# SUPPLIED INFORMATION
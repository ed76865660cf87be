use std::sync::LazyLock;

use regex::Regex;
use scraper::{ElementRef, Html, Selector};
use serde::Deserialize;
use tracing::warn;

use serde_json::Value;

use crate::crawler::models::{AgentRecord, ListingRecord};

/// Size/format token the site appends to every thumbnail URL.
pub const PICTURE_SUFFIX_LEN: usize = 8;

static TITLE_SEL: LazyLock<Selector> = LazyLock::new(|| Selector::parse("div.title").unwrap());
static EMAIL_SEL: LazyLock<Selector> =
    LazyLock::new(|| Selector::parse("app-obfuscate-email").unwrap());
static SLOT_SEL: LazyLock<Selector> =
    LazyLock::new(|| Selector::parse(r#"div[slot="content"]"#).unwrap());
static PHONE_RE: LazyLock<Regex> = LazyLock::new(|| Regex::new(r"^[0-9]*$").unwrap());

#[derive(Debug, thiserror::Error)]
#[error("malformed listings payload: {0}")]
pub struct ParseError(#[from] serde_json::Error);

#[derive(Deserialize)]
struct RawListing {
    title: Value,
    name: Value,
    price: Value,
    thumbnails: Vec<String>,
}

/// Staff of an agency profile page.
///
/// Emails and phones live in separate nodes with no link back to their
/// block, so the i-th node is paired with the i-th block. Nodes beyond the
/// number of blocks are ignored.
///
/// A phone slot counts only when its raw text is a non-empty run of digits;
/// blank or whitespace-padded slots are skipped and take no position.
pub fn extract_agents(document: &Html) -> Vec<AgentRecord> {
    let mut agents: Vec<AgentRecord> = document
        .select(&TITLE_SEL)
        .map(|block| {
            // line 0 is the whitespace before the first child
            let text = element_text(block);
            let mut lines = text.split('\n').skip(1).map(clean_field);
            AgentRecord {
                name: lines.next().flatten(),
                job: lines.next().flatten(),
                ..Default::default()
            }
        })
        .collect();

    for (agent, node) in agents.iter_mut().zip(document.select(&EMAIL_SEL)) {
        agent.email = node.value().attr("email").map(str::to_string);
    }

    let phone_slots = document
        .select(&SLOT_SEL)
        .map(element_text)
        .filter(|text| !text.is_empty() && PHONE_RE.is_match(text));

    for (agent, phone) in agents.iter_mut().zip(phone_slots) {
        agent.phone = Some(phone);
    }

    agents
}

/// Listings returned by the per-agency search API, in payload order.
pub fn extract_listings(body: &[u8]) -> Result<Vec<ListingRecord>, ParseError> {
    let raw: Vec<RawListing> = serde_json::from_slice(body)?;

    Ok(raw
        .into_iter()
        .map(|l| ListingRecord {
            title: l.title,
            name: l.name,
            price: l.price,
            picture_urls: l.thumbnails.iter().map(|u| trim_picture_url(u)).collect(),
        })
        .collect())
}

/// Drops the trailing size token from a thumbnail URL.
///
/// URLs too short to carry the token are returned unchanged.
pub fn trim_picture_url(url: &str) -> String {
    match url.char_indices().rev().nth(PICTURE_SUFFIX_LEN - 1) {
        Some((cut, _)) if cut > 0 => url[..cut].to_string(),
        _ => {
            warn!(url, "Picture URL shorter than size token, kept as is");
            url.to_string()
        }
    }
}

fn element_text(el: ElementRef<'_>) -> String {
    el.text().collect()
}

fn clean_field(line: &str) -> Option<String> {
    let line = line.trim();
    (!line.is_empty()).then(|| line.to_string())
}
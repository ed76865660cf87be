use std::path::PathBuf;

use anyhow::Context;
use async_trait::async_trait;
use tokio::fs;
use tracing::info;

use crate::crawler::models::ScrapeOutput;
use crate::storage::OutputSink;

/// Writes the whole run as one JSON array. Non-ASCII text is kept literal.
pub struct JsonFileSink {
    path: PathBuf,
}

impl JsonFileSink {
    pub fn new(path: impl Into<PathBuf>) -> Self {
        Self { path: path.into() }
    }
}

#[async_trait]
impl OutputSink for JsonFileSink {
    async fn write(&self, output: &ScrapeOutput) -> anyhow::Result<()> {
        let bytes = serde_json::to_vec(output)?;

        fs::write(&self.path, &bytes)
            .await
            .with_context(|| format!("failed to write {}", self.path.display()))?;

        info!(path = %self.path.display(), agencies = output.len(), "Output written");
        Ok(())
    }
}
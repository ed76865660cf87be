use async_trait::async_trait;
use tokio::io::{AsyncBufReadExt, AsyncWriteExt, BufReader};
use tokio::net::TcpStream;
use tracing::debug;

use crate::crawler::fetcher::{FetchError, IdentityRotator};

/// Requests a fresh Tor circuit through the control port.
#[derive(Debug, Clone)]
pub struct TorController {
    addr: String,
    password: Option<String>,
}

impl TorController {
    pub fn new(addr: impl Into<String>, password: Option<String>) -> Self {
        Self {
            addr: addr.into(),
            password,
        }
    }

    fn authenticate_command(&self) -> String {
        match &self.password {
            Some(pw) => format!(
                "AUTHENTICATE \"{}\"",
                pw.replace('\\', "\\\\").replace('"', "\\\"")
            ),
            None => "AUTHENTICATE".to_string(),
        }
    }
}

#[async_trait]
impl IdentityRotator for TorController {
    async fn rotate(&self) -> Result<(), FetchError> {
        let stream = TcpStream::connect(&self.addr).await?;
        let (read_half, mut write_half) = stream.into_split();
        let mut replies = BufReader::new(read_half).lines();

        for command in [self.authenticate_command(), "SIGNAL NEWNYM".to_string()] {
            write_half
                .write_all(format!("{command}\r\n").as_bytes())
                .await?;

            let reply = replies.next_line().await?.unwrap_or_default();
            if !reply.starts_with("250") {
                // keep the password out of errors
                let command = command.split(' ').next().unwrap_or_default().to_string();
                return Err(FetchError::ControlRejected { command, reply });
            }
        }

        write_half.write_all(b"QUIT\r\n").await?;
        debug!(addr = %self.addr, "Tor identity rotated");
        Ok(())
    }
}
---
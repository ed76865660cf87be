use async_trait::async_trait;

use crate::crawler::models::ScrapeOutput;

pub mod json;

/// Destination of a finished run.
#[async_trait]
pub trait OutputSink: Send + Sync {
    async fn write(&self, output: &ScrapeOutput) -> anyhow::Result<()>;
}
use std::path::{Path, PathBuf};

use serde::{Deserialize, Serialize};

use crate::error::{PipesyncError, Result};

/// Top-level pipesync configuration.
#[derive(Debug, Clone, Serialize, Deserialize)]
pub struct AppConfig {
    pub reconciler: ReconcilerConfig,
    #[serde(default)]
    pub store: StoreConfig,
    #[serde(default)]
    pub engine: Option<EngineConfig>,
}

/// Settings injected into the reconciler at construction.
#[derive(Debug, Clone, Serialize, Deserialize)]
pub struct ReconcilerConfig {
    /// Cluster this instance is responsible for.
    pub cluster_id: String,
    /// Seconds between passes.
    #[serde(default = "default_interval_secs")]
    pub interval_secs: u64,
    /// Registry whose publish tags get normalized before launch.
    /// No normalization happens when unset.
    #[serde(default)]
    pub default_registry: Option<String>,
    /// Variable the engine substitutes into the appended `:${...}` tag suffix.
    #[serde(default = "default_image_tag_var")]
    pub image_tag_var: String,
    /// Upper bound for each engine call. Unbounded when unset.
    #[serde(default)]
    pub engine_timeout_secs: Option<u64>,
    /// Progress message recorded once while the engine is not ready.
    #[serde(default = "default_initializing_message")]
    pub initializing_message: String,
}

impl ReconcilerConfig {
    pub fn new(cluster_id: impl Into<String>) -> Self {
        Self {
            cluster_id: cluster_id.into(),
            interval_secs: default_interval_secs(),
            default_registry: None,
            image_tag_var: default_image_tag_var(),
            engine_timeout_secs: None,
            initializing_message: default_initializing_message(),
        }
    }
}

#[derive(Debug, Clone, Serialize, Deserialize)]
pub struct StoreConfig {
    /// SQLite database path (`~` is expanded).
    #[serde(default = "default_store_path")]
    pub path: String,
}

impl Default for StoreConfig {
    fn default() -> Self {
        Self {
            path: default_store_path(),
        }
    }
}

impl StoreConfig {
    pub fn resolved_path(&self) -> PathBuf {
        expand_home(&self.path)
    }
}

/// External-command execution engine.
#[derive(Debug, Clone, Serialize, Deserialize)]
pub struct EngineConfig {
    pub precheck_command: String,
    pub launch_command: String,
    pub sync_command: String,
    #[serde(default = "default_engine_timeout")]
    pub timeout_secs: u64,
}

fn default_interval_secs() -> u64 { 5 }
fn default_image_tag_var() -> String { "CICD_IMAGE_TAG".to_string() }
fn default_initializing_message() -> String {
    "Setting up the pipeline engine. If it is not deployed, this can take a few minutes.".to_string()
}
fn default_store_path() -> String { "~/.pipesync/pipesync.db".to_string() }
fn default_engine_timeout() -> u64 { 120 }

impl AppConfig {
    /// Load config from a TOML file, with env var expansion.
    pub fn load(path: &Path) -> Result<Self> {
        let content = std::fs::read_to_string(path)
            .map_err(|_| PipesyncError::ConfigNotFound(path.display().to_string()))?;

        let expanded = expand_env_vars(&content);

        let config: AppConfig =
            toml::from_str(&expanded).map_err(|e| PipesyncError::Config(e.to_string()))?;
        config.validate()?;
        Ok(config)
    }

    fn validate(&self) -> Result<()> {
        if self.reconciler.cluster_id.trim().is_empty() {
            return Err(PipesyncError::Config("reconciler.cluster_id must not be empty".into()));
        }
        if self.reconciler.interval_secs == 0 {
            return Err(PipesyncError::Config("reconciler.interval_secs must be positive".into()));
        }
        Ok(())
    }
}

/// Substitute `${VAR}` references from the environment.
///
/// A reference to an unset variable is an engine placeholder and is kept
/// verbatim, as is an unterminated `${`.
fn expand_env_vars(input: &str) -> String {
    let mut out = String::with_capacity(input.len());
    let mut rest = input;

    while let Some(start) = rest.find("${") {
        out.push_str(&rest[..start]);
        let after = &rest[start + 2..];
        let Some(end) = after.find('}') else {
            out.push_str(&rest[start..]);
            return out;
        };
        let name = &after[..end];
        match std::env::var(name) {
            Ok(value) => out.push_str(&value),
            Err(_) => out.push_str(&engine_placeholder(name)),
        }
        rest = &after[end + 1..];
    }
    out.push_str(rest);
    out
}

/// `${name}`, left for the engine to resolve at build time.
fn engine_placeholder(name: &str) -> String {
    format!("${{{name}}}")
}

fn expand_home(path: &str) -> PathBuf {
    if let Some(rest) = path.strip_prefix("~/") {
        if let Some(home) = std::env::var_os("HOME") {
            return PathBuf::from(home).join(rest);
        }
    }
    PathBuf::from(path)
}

# BRIEF
Which of the lines in the data hold the string "tokio"? Report each of them by copying it.

# EXERCISE RESPONSE
use tokio::fs;
use tokio::io::{AsyncBufReadExt, AsyncWriteExt, BufReader};
use tokio::net::TcpStream;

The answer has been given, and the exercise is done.